▶ _What you need to do_: Retype only the lines at the head of the records, first through the one with "length, applying it", exactly as written.

Start of Materials provided

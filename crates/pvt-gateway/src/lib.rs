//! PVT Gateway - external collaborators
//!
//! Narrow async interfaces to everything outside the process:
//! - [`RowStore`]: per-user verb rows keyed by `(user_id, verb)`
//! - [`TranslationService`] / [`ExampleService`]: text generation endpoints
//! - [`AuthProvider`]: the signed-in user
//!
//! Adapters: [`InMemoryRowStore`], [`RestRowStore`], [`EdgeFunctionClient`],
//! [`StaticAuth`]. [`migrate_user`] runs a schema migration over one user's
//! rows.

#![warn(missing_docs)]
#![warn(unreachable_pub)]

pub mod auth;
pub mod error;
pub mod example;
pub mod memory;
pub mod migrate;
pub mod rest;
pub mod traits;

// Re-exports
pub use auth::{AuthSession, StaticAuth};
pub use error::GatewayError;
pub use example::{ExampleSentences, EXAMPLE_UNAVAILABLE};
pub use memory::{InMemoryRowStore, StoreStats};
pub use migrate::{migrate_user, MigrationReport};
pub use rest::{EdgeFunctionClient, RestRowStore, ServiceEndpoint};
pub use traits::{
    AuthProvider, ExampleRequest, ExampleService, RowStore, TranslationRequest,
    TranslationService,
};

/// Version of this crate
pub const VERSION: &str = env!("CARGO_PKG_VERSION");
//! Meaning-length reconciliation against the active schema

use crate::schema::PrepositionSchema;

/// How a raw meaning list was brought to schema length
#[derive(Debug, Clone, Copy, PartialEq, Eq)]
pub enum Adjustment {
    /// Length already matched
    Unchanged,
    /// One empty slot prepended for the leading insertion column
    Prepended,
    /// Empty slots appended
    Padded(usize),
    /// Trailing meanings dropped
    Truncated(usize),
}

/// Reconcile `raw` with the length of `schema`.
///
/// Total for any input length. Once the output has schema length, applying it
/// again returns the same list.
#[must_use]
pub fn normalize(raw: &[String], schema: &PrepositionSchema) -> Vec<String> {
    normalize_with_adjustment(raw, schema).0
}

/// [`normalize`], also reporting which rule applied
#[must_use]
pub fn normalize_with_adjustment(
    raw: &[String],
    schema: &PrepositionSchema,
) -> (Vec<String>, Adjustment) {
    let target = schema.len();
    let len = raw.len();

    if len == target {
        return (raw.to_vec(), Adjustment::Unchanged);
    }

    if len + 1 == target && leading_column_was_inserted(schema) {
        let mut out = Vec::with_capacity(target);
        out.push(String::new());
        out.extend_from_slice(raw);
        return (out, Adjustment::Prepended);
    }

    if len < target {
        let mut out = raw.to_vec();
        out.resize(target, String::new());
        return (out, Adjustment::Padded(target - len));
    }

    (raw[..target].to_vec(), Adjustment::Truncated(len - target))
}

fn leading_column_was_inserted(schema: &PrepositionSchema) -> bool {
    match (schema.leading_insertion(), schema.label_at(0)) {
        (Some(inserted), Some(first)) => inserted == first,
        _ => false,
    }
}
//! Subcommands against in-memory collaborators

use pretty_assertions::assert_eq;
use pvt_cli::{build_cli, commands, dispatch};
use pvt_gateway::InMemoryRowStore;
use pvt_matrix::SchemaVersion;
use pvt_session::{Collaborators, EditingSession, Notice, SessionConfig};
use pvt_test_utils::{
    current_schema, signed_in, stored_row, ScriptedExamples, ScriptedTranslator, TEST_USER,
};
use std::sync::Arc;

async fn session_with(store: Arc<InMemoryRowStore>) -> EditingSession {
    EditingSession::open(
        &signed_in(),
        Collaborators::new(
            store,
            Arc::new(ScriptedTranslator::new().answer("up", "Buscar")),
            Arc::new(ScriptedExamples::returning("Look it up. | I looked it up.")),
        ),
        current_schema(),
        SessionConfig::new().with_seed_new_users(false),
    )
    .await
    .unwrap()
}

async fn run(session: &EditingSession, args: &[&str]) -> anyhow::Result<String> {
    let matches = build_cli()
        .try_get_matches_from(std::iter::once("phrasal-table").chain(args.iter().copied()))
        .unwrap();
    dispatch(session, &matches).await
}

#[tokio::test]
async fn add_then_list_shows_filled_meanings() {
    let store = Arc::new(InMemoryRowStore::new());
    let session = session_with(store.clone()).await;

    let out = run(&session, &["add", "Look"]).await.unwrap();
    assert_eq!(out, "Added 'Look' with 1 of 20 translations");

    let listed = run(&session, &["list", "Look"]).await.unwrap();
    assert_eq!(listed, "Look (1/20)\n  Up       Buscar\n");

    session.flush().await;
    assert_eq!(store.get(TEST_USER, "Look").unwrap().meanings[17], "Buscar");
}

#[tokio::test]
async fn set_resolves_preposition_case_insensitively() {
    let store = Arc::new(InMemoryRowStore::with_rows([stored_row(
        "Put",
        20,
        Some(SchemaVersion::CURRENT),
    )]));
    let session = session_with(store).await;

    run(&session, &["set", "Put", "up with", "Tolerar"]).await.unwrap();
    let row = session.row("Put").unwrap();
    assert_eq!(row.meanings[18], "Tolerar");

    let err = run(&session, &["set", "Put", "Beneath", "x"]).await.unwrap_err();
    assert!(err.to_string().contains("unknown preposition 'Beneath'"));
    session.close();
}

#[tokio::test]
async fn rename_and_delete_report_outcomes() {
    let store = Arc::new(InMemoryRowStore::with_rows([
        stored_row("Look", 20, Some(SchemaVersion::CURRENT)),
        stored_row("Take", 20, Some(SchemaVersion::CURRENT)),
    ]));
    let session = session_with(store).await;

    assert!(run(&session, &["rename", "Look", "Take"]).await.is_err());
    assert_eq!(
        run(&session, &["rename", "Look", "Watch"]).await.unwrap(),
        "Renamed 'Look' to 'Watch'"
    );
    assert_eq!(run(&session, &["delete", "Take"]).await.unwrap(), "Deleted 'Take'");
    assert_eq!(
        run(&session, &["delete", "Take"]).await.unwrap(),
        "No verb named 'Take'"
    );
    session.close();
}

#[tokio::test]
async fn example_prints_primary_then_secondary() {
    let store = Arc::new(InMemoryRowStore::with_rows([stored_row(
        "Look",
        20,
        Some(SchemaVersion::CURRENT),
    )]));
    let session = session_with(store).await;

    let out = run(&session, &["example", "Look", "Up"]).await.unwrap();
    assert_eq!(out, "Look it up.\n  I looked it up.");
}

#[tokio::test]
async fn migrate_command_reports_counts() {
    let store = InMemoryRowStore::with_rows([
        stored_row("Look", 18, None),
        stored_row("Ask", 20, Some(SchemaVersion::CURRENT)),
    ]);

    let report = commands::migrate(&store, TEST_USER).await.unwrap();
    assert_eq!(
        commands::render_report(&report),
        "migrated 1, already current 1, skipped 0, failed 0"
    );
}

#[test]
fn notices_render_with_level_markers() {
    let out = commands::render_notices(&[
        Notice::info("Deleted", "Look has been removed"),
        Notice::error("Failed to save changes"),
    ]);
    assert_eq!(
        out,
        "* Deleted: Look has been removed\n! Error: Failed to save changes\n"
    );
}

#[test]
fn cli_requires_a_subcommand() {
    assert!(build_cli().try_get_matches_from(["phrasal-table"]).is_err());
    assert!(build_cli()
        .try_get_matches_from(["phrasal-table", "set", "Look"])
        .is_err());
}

End of Materials provided

▶ _Exercise result_:
filename crates/pvt-gateway/src/lib.rs
//! PVT Gateway - external collaborators
//!
//! Narrow async interfaces to everything outside the process:
//! - [`RowStore`]: per-user verb rows keyed by `(user_id, verb)`
//! - [`TranslationService`] / [`ExampleService`]: text generation endpoints
//! - [`AuthProvider`]: the signed-in user
//!
//! Adapters: [`InMemoryRowStore`], [`RestRowStore`], [`EdgeFunctionClient`],
//! [`StaticAuth`]. [`migrate_user`] runs a schema migration over one user's
//! rows.

#![warn(missing_docs)]
#![warn(unreachable_pub)]

pub mod auth;
pub mod error;
pub mod example;
pub mod memory;
pub mod migrate;
pub mod rest;
pub mod traits;

// Re-exports
pub use auth::{AuthSession, StaticAuth};
pub use error::GatewayError;
pub use example::{ExampleSentences, EXAMPLE_UNAVAILABLE};
pub use memory::{InMemoryRowStore, StoreStats};
pub use migrate::{migrate_user, MigrationReport};
pub use rest::{EdgeFunctionClient, RestRowStore, ServiceEndpoint};
pub use traits::{
    AuthProvider, ExampleRequest, ExampleService, RowStore, TranslationRequest,
    TranslationService,
};

/// Version of this crate
pub const VERSION: &str = env!("CARGO_PKG_VERSION");
//! Meaning-length reconciliation against the active schema

use crate::schema::PrepositionSchema;

/// How a raw meaning list was brought to schema length
#[derive(Debug, Clone, Copy, PartialEq, Eq)]
pub enum Adjustment {
    /// Length already matched
    Unchanged,
    /// One empty slot prepended for the leading insertion column
    Prepended,
    /// Empty slots appended
    Padded(usize),
    /// Trailing meanings dropped
    Truncated(usize),
}

/// Reconcile `raw` with the length of `schema`.
///
/// Total for any input length. Once the output has schema length, applying it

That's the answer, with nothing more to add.